I have 1000 csv files with same columns names. i want to merge them respectively. I am using below code, but it merge all csv files randomly.
files = os.path.join(path_files, "*_a.csv")
files = glob.glob(files)
df = pd.concat(map(pd.read_csv, files), ignore_index=True)
for example it put first 1000_a.csv then 1_a.csv and etc.
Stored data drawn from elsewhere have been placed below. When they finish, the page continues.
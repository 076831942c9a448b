//! Results returned by the solving delegate

use crate::choice::index::ChoiceIndex;
use crate::question::candidate::QuestionCandidate;

/// Blind numeric solve result: a raw number and its derivation
#[derive(Debug, Clone, PartialEq)]
pub struct NumericSolution {
    pub final_answer: f64,
    pub solution: String,
}

/// Choice-aware solve result: a selected choice and its derivation
#[derive(Debug, Clone, PartialEq)]
pub struct ChoiceSelection {
    pub correct_index: ChoiceIndex,
    /// The delegate's own verdict on the user's selection, if one was given
    pub is_correct: bool,
    pub solution: String,
}

/// Candidates returned by the generation call
#[derive(Debug, Clone, PartialEq, Default)]
pub struct GeneratedBatch {
    pub questions: Vec<QuestionCandidate>,
}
But i want to merge respectively and then remove first 100 of them.
like this as a dataframe or a single csv file:
1_a.csv, 2_a.csv, 3_a.csv, ..., 1000_a.csv
could you please let me know how it is possible?
CodePudding user response:
i hope it will be usefully for you
import pandas as pd
df = pd.DataFrame()
for csv_file in sorted(list_filenames):
temp_df = pd.read_csv(scv_file)
df = pd.concat([df, temp_df])
CodePudding user response:
You can sort filenames by integers before _
, or remove _a.csv
or last 6 characters:
files = os.path.join(path_files, "*_a.csv")
files = sorted(glob.glob(files), key=lambda x: int(x.split('_')[0]))
#alternative1
#files = sorted(glob.glob(files), key=lambda x: int(x.replace('_a.csv','')))
#alternative2
#files = sorted(glob.glob(files), key=lambda x: int(x[:-6]))
df = pd.concat(map(pd.read_csv, files), ignore_index=True)
CodePudding user response:
You shoud re-order glob.glob() results like this:
files_path = os.path.join(base_path, "*_a.csv")
files = sorted(glob.glob(files_path), key=lambda name: int(name[0:-6]))
df = pd.concat(map(pd.read_csv, files), ignore_index=True)
And there are similar questions about natural sort: Is there a built in function for string natural sort?
CodePudding user response:
This is an alternative solution.
os.chdir(path_files)
all_filenames = [i for i in sorted(glob.glob('*.{}'.format('csv')))]
df = pd.concat([pd.read_csv(f) for f in all_filenames ]).reset_index()